The Advanced Firewall application can be used to create object-based firewall rules to manage the traffic flow between various zones in the Crystal Eye XDR network.
The advanced features of this application allow CE XDR administrators to create:
Note: The advanced firewall application has numerous default traffic and application rules. In addition to this, the CE XDR also provides options to create customised traffic rules (with actions such as Allow, Reject, Block, IDPS, and Web Filtering) and customised application rules to optimize DNAT rules.
The advanced firewall application is installed by default and can be accessed from the left-hand navigation panel.
|Left-hand navigation panel > Security Configuration > Advanced Firewall Application|
A security zone can consist of multiple network segments that can be governed with the help of inbound and outbound rules. These security zones created in the Crystal Eye XDR network are bound with the interfaces which then processes traffic.

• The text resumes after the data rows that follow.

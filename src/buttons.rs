//! Button gesture engine
//!
//! Classifies presses of the six buttons as short or long and counts short
//! `Shift` presses in front of the next event. Pin levels are re-read on every
//! wake; a change notification only means "look again".

use embassy_futures::select::select;
use embassy_time::{Duration, Instant, Timer};

use crate::channels::{ButtonEventChannel, BUTTON_EVENTS};
use crate::config::ButtonConfig;
use crate::deadline::Deadline;
use crate::types::{Button, ButtonEvent};

// ===================================================================
// Input Abstraction
// ===================================================================

/// Physical button levels plus a change notification.
#[allow(async_fn_in_trait)]
pub trait ButtonInputs {
    type Error;

    fn is_pressed(&mut self, button: Button) -> Result<bool, Self::Error>;

    /// Resolve once there may be something new to see: with `tracked` set,
    /// when that button is released; otherwise when any button is pressed.
    /// Spurious returns are allowed.
    async fn wait_for_change(&mut self, tracked: Option<Button>);

    /// Button that woke the device, even if it has been released since.
    ///
    /// Boards without a wake latch report whichever button is held now.
    fn pressed_at_wake(&mut self) -> Option<Button> {
        Button::ALL
            .into_iter()
            .find(|&button| self.is_pressed(button).unwrap_or(false))
    }
}

// ===================================================================
// Gesture State Machine
// ===================================================================

#[derive(Debug, Clone, Copy, PartialEq, Eq)]
#[cfg_attr(feature = "defmt", derive(defmt::Format))]
enum State {
    Idle,
    /// `button` went down; it becomes a long press at `deadline`
    Tracking { button: Button, deadline: Deadline },
    /// Long press already reported, waiting for the button to come up
    AwaitingRelease(Button),
}

pub struct GestureTracker {
    config: ButtonConfig,
    state: State,
    shift_presses: u32,
}

impl GestureTracker {
    pub fn new(config: ButtonConfig) -> Self {
        Self {
            config,
            state: State::Idle,
            shift_presses: 0,
        }
    }

    /// Track the button that woke the device with the shorter wake
    /// threshold. A wake tap already released is reported as short on the
    /// next poll.
    pub fn start<I: ButtonInputs>(&mut self, inputs: &mut I, now: Instant) {
        match inputs.pressed_at_wake() {
            Some(button) => {
                info!("Buttons: button {} pressed at start-up", button.number());
                self.track(button, now, self.config.long_press_on_wake);
            }
            None => info!("Buttons: no button pressed at start-up"),
        }
    }

    /// When the tracked press turns into a long press
    pub fn deadline(&self) -> Deadline {
        match self.state {
            State::Tracking { deadline, .. } => deadline,
            _ => Deadline::Never,
        }
    }

    /// Button currently held, if any
    pub fn tracked(&self) -> Option<Button> {
        match self.state {
            State::Idle => None,
            State::Tracking { button, .. } | State::AwaitingRelease(button) => Some(button),
        }
    }

    pub fn pending_shift_presses(&self) -> u32 {
        self.shift_presses
    }

    /// Re-evaluate pin levels at `now`; returns the event completed by this
    /// poll, if any.
    pub fn poll<I: ButtonInputs>(&mut self, inputs: &mut I, now: Instant) -> Option<ButtonEvent> {
        if let State::AwaitingRelease(button) = self.state {
            if read(inputs, button) {
                return None;
            }
            debug!("Buttons: button {} released after long press", button.number());
            self.state = State::Idle;
        }

        match self.state {
            State::Idle => {
                if let Some(button) = first_pressed(inputs) {
                    self.track(button, now, self.config.long_press);
                }
                None
            }
            State::Tracking { button, deadline } => {
                // Release exactly on the threshold counts as long
                if deadline.expired(now) {
                    self.state = State::AwaitingRelease(button);
                    Some(self.emit(button, true))
                } else if !read(inputs, button) {
                    self.state = State::Idle;
                    Some(self.emit(button, false))
                } else {
                    None
                }
            }
            State::AwaitingRelease(_) => None,
        }
    }

    fn track(&mut self, button: Button, now: Instant, threshold: Duration) {
        debug!("Buttons: tracking button {}", button.number());
        self.state = State::Tracking {
            button,
            deadline: Deadline::after(now, threshold),
        };
    }

    fn emit(&mut self, button: Button, is_long_press: bool) -> ButtonEvent {
        let event = ButtonEvent {
            button,
            is_long_press,
            preceding_short_shift_presses: self.shift_presses,
        };

        if button == Button::Shift && !is_long_press {
            self.shift_presses = self.shift_presses.saturating_add(1);
        } else {
            self.shift_presses = 0;
        }

        info!(
            "Buttons: button {} {} press (shift x{})",
            button.number(),
            if is_long_press { "long" } else { "short" },
            event.preceding_short_shift_presses
        );
        event
    }
}

fn read<I: ButtonInputs>(inputs: &mut I, button: Button) -> bool {
    match inputs.is_pressed(button) {
        Ok(pressed) => pressed,
        Err(_) => {
            warn!("Buttons: failed to read button {}; treating as released", button.number());
            false
        }
    }
}

fn first_pressed<I: ButtonInputs>(inputs: &mut I) -> Option<Button> {
    Button::ALL.into_iter().find(|&button| read(inputs, button))
}

// ===================================================================
// Button Sequencer
// ===================================================================

/// Owner of the button inputs; pushes classified events outward.
pub struct ButtonSequencer<'a, I> {
    inputs: I,
    tracker: GestureTracker,
    events: &'a ButtonEventChannel,
}

impl<'a, I: ButtonInputs> ButtonSequencer<'a, I> {
    pub fn new(inputs: I, config: ButtonConfig, events: &'a ButtonEventChannel) -> Self {
        Self {
            inputs,
            tracker: GestureTracker::new(config),
            events,
        }
    }

    pub fn tracker(&self) -> &GestureTracker {
        &self.tracker
    }

    pub async fn run(&mut self) -> ! {
        self.tracker.start(&mut self.inputs, Instant::now());
        info!("Buttons: sequencer running");

        loop {
            let tracked = self.tracker.tracked();
            match self.tracker.deadline() {
                Deadline::Never => self.inputs.wait_for_change(tracked).await,
                Deadline::At(at) => {
                    select(self.inputs.wait_for_change(tracked), Timer::at(at)).await;
                }
            }
            self.step(Instant::now());
        }
    }

    /// Poll once and publish the resulting event
    pub fn step(&mut self, now: Instant) {
        if let Some(event) = self.tracker.poll(&mut self.inputs, now) {
            if self.events.send(event).is_err() {
                warn!("Buttons: event queue full; dropping button {}", event.button.number());
            }
        }
    }
}

// ===================================================================
// Event Reader
// ===================================================================

/// Reader side of the button event queue
#[derive(Clone, Copy)]
pub struct ButtonEvents<'a> {
    events: &'a ButtonEventChannel,
}

impl ButtonEvents<'static> {
    pub fn global() -> Self {
        Self::new(&BUTTON_EVENTS)
    }
}

impl<'a> ButtonEvents<'a> {
    pub fn new(events: &'a ButtonEventChannel) -> Self {
        Self { events }
    }

    /// Next event in press order, or `None` if nothing arrives within `timeout`
    pub async fn get_event(&self, timeout: Duration) -> Option<ButtonEvent> {
        self.events.receive_timeout(timeout).await
    }

    /// Wait for the next event without bound
    pub async fn wait_event(&self) -> ButtonEvent {
        loop {
            if let Some(event) = self.events.receive_until(Deadline::Never).await {
                return event;
            }
        }
    }

    pub fn try_event(&self) -> Option<ButtonEvent> {
        self.events.try_receive()
    }
}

Note: A Security Zone of the CE XDR can be assigned to multiple interfaces whereas an interface can only be assigned to only one zone.
The security zones created in the Crystal Eye XDR are used to define the traffic with the help of object-based firewall policies. By default, there are four security zones in the Crystal Eye XDR namely, LAN, WAN, DMZ and HotLAN.

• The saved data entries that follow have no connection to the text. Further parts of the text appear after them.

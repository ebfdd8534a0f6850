//! Outward data path to the host link
//!
//! Button events and the battery percentage are the only data leaving the
//! core. The radio stack behind [`Transport`] lives outside this crate.

use embassy_time::{Duration, Timer};

use crate::battery::{soc_percent, BatteryLevel};
use crate::types::ButtonEvent;

#[allow(async_fn_in_trait)]
pub trait Transport {
    type Error;

    async fn report_battery(&mut self, percent: u8) -> Result<(), Self::Error>;

    async fn report_button(&mut self, event: ButtonEvent) -> Result<(), Self::Error>;
}

/// Stand-in link for boards without a radio: reports are only logged
pub struct LogTransport;

impl Transport for LogTransport {
    type Error = core::convert::Infallible;

    async fn report_battery(&mut self, percent: u8) -> Result<(), Self::Error> {
        info!("Link: battery {}%", percent);
        Ok(())
    }

    async fn report_button(&mut self, event: ButtonEvent) -> Result<(), Self::Error> {
        info!(
            "Link: button {} long={} shift={}",
            event.button.number(),
            event.is_long_press,
            event.preceding_short_shift_presses
        );
        Ok(())
    }
}

/// Push the current state of charge once.
///
/// Returns `false` when the battery sampler has faulted, `true` otherwise
/// (including a failed report, which is only logged).
pub async fn report_battery_level<T: Transport>(transport: &mut T, level: &BatteryLevel) -> bool {
    let Some(mv) = level.voltage_mv().await else {
        return false;
    };

    let percent = soc_percent(mv);
    if transport.report_battery(percent).await.is_err() {
        error!("Link: failed to report battery level");
    }
    info!("Battery voltage: {} mV, SOC: {}%", mv, percent);
    true
}

/// Report the state of charge every `interval` while the sampler is alive
pub async fn battery_report_loop<T: Transport>(transport: &mut T, level: &BatteryLevel, interval: Duration) {
    info!("Link: battery reporting started");
    while report_battery_level(transport, level).await {
        Timer::after(interval).await;
    }
    warn!("Link: battery sampler faulted; reporting stopped");
}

Note: Refer to the use case under the traffic rules section to know how security zones are used in inbound and outbound traffic rules.
Crystal Eye XDR has 4 default security zones namely, LAN Zone, HotLAN Zone, WAN Zone and DMZ Zone.
The Crystal Eye XDR network can be configured to accommodate multiple default access policies so that the flow of traffic can take place between different security zones such as LAN Zone, HotLAN Zone, WAN Zone and DMZ Zone.
|LAN Zone Related Access Policies & its Communication Details with Other Default Security Zones|
|Hot LAN Zone Related Access Policies & its Communication Details with other Default Security Zones|
|External Zone Related Access Policies & its Communication Details with other Default Security Zones|
|DMZ Zone Related Access Policies & its Communication Details with other Security Zones|
The Crystal Eye XDR offers feature to create custom zones and inter-zone policies. Such zones can be used to customize traffic movement and access across different zones and network depending upon use case.
The default zone policies of the CE XDR can be edited to suit the security policies and traffic policies of the organisation using Traffic Rules, Application Rules and Gateway Traffic Rules.
How to Create Custom Security Zones?
Firewall Parameters that can be Configured while Creating Custom Zones
|Allowed Zones||These are the zones that are explicitly allowed to communicate with the interface/zone to which this zone will be assigned to (even if the Interzone Traffic Policy Setting is set to Block)|
|Blocked Zones||This parameter is useful when you have configured the Interzone Traffic Policy to Allow traffic between zones, but you want to exclude (explicitly block) a zone from that. Then you would select that zone as a blocked zone|
|Incoming Traffic Policy||Select to allow incoming traffic.|
|Outgoing Traffic Policy||Select to allow outgoing traffic.|
|Interzone Traffic Policy||Select Allow to permit traffic between zones and Block to prevent communication between zones.|
|NAT||Select when this Zone should perform NAT|
Step 1: In the Advanced Firewall app page, click the Add button under the Security Zones tab.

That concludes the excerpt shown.